Importer Andrew Hepburn of DG Foods said ice cream sellers were desperate to get their hands on their remaining Flakes.

“There is a panic, and people are buying more stock than they normally would – they want to make sure they’re the one that doesn’t run out of a Flake.”

Flakes coming all the way from Egypt

Cadbury’s owner, US firm Mondelez, told the BBC that a post-lockdown surge in ice cream sales had wiped out the supply of 99 Flakes.

“We are seeing a recent increase in demand for our Cadbury 99 Flake.

The product is still available to order and we’re continuing to work closely with our customers,” the company said in a statement.

However, the shortage has also highlighted the long distance Flakes have to travel these days.

Previously Flakes for Britain and Ireland were produced at a Cadbury factory in suburban Dublin.

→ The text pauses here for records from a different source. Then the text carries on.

//! **Turn-taking state machine** — hysteresis counters over VAD probabilities.
//!
//! The engine is a plain value type: it mutates counters and state and returns
//! the transition that fired, if any. Side effects (barge-in, buffer handoff,
//! wire events) belong to the caller, which keeps the machine testable on its
//! own.

use serde::Serialize;
use tracing::debug;

/// Agent state for one call. LISTENING is initial; the only exit is session
/// destruction.
#[derive(Debug, Clone, Copy, PartialEq, Eq, Serialize)]
#[serde(rename_all = "UPPERCASE")]
pub enum TurnState {
    /// Waiting for the caller to speak.
    Listening,
    /// Caller is actively speaking.
    Receiving,
    /// Waiting on the cognition pipeline.
    Thinking,
    /// Agent audio is being paced out.
    Speaking,
}

impl TurnState {
    pub fn as_str(&self) -> &'static str {
        match self {
            TurnState::Listening => "LISTENING",
            TurnState::Receiving => "RECEIVING",
            TurnState::Thinking => "THINKING",
            TurnState::Speaking => "SPEAKING",
        }
    }
}

/// A fired transition. `from != to` always holds.
#[derive(Debug, Clone, Copy, PartialEq, Eq)]
pub struct Transition {
    pub from: TurnState,
    pub to: TurnState,
}

/// Turn detection thresholds. The contract is time-based; frame counts are
/// derived from the configured frame duration so a different wire cadence
/// keeps the same feel.
#[derive(Debug, Clone)]
pub struct TurnConfig {
    /// Wire frame duration in milliseconds.
    pub frame_ms: u64,
    /// Probability above this counts as speech.
    pub speech_gate: f32,
    /// Sustained speech required to open a turn (default 60 ms ~= 3 frames).
    pub speech_ms: u64,
    /// Sustained silence required to close a turn (default 500 ms ~= 25 frames).
    pub silence_ms: u64,
}

impl Default for TurnConfig {
    fn default() -> Self {
        Self {
            frame_ms: 20,
            speech_gate: 0.6,
            speech_ms: 60,
            silence_ms: 500,
        }
    }
}

impl TurnConfig {
    fn frames(&self, ms: u64) -> u32 {
        (ms / self.frame_ms.max(1)).max(1) as u32
    }
}

/// The finite state machine over per-frame speech probabilities.
pub struct TurnEngine {
    state: TurnState,
    speech_streak: u32,
    silence_streak: u32,
    speech_gate: f32,
    speech_frames: u32,
    silence_frames: u32,
}

impl TurnEngine {
    pub fn new(config: &TurnConfig) -> Self {
        Self {
            state: TurnState::Listening,
            speech_streak: 0,
            silence_streak: 0,
            speech_gate: config.speech_gate,
            speech_frames: config.frames(config.speech_ms),
            silence_frames: config.frames(config.silence_ms),
        }
    }

    pub fn state(&self) -> TurnState {
        self.state
    }

    /// Feed one smoothed probability; returns the transition fired this frame.
    pub fn process_vad_frame(&mut self, probability: f32) -> Option<Transition> {
        let is_speech = probability > self.speech_gate;
        if is_speech {
            self.speech_streak = self.speech_streak.saturating_add(1);
            self.silence_streak = 0;
        } else {
            self.silence_streak = self.silence_streak.saturating_add(1);
            self.speech_streak = 0;
        }

        match self.state {
            // Sustained speech opens a turn from idle, interrupts playback
            // (barge-in), or abandons an in-flight reply.
            TurnState::Listening | TurnState::Speaking | TurnState::Thinking
                if self.speech_streak >= self.speech_frames =>
            {
                Some(self.shift(TurnState::Receiving))
            }
            // Sustained silence closes the utterance.
            TurnState::Receiving if self.silence_streak >= self.silence_frames => {
                Some(self.shift(TurnState::Thinking))
            }
            _ => None,
        }
    }

    /// Dispatcher path: the first reply frame is about to be queued.
    /// Returns `None` when a barge-in already moved the session on.
    pub fn engage_speaking(&mut self) -> Option<Transition> {
        (self.state == TurnState::Thinking).then(|| self.shift(TurnState::Speaking))
    }

    /// Dispatcher path: the reply stream is exhausted and drained.
    pub fn complete_speaking(&mut self) -> Option<Transition> {
        (self.state == TurnState::Speaking).then(|| self.shift(TurnState::Listening))
    }

    /// Dispatcher path: the turn failed; fall back to idle from THINKING or
    /// SPEAKING. No-op in any other state.
    pub fn reset_to_listening(&mut self) -> Option<Transition> {
        matches!(self.state, TurnState::Thinking | TurnState::Speaking)
            .then(|| self.shift(TurnState::Listening))
    }

    fn shift(&mut self, to: TurnState) -> Transition {
        let from = self.state;
        self.state = to;
        debug!(from = from.as_str(), to = to.as_str(), "turn transition");
        Transition { from, to }
    }
}

#[cfg(test)]
mod tests {
    use super::*;

    const SPEECH: f32 = 0.9;
    const SILENCE: f32 = 0.1;

    fn engine() -> TurnEngine {
        TurnEngine::new(&TurnConfig::default())
    }

    #[test]
    fn initial_state_is_listening() {
        assert_eq!(engine().state(), TurnState::Listening);
    }

    #[test]
    fn sustained_speech_opens_exactly_one_turn() {
        let mut e = engine();
        let mut transitions = 0;
        for _ in 0..10 {
            if e.process_vad_frame(SPEECH).is_some() {
                transitions += 1;
            }
        }
        assert_eq!(transitions, 1);
        assert_eq!(e.state(), TurnState::Receiving);
    }

    #[test]
    fn short_speech_burst_does_not_trigger() {
        let mut e = engine();
        assert!(e.process_vad_frame(SPEECH).is_none());
        assert!(e.process_vad_frame(SPEECH).is_none());
        assert!(e.process_vad_frame(SILENCE).is_none());
        assert!(e.process_vad_frame(SPEECH).is_none());
        assert_eq!(e.state(), TurnState::Listening);
    }

    #[test]
    fn silence_closes_the_utterance_after_threshold() {
        let mut e = engine();
        for _ in 0..3 {
            e.process_vad_frame(SPEECH);
        }
        assert_eq!(e.state(), TurnState::Receiving);
        let mut fired = None;
        for _ in 0..25 {
            if let Some(t) = e.process_vad_frame(SILENCE) {
                fired = Some(t);
            }
        }
        assert_eq!(
            fired,
            Some(Transition {
                from: TurnState::Receiving,
                to: TurnState::Thinking
            })
        );
    }

    #[test]
    fn silence_under_threshold_keeps_receiving() {
        let mut e = engine();
        for _ in 0..3 {
            e.process_vad_frame(SPEECH);
        }
        for _ in 0..24 {
            assert!(e.process_vad_frame(SILENCE).is_none());
        }
        assert_eq!(e.state(), TurnState::Receiving);
        // Speech resumes; the silence streak resets.
        e.process_vad_frame(SPEECH);
        for _ in 0..24 {
            assert!(e.process_vad_frame(SILENCE).is_none());
        }
        assert_eq!(e.state(), TurnState::Receiving);
    }

    #[test]
    fn barge_in_fires_from_speaking() {
        let mut e = engine();
        for _ in 0..3 {
            e.process_vad_frame(SPEECH);
        }
        for _ in 0..25 {
            e.process_vad_frame(SILENCE);
        }
        assert!(e.engage_speaking().is_some());
        assert_eq!(e.state(), TurnState::Speaking);
        let mut fired = None;
        for _ in 0..3 {
            fired = e.process_vad_frame(SPEECH).or(fired);
        }
        assert_eq!(
            fired,
            Some(Transition {
                from: TurnState::Speaking,
                to: TurnState::Receiving
            })
        );
    }

    #[test]
    fn speech_during_thinking_restarts_receiving() {
        let mut e = engine();
        for _ in 0..3 {
            e.process_vad_frame(SPEECH);
        }
        for _ in 0..25 {
            e.process_vad_frame(SILENCE);
        }
        assert_eq!(e.state(), TurnState::Thinking);
        for _ in 0..3 {
            e.process_vad_frame(SPEECH);
        }
        assert_eq!(e.state(), TurnState::Receiving);
    }

    #[test]
    fn all_silence_holds_listening_without_overflow() {
        let mut e = engine();
        for _ in 0..200_000 {
            assert!(e.process_vad_frame(SILENCE).is_none());
        }
        assert_eq!(e.state(), TurnState::Listening);
    }

    #[test]
    fn dispatcher_shifts_guard_against_races() {
        let mut e = engine();
        // Not THINKING: the job lost a race with barge-in, no event may fire.
        assert!(e.engage_speaking().is_none());
        assert!(e.complete_speaking().is_none());
        assert!(e.reset_to_listening().is_none());
    }

    #[test]
    fn thresholds_derive_from_frame_duration() {
        let config = TurnConfig {
            frame_ms: 10,
            ..TurnConfig::default()
        };
        let mut e = TurnEngine::new(&config);
        // 60 ms of speech is now 6 frames.
        for _ in 0..5 {
            assert!(e.process_vad_frame(SPEECH).is_none());
        }
        assert!(e.process_vad_frame(SPEECH).is_some());
    }

    #[test]
    fn state_serializes_uppercase() {
        assert_eq!(
            serde_json::to_string(&TurnState::Listening).unwrap(),
            "\"LISTENING\""
        );
        assert_eq!(
            serde_json::to_string(&TurnState::Speaking).unwrap(),
            "\"SPEAKING\""
        );
    }
}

However, now only a few Flakes come from Dublin with most produced far more than 99 kilometres away – in Egypt.

Despite the summer time heat in Cairo, where days of 30C plus are standard, Egypt is one of Cadbury’s most important markets where local can’t get enough of Dairy Milk bars and presumably Flakes.

Thankfully, Australia will not face this chocolate crisis. Cadbury has confirmed all our Flakes are produced within Australia.

Ice cream sellers are having to make do as best they can in difficult times. One person online suggested substituting a 99 Flake with a Kinder Bueno. Which might be delicious but is clearly sacrilegious.

Another answer was to simply get a normal Flake, break it in two and, hey presto, it’s a 99. But that depends on there being any Flakes to break in two. And they’re lacking too.

Luckily, someone very sensible intervened on social media to put the panic in perspective: “This time last year it was shortage of ventilators and PPE.”

Now it’s a stubby crumbly chocolate confection.

In 2011, jars of the yeast extract Marmite vanished from New Zealand supermarket shelves after an earthquake in Christchurch damaged the one factory it was produced in.

Marmite, which outsells Vegemite on the other side of the ditch, wouldn’t be produced again for two years. The disappearance became known as Marmageddon with Marmite hoarders selling their jars online for inflated prices.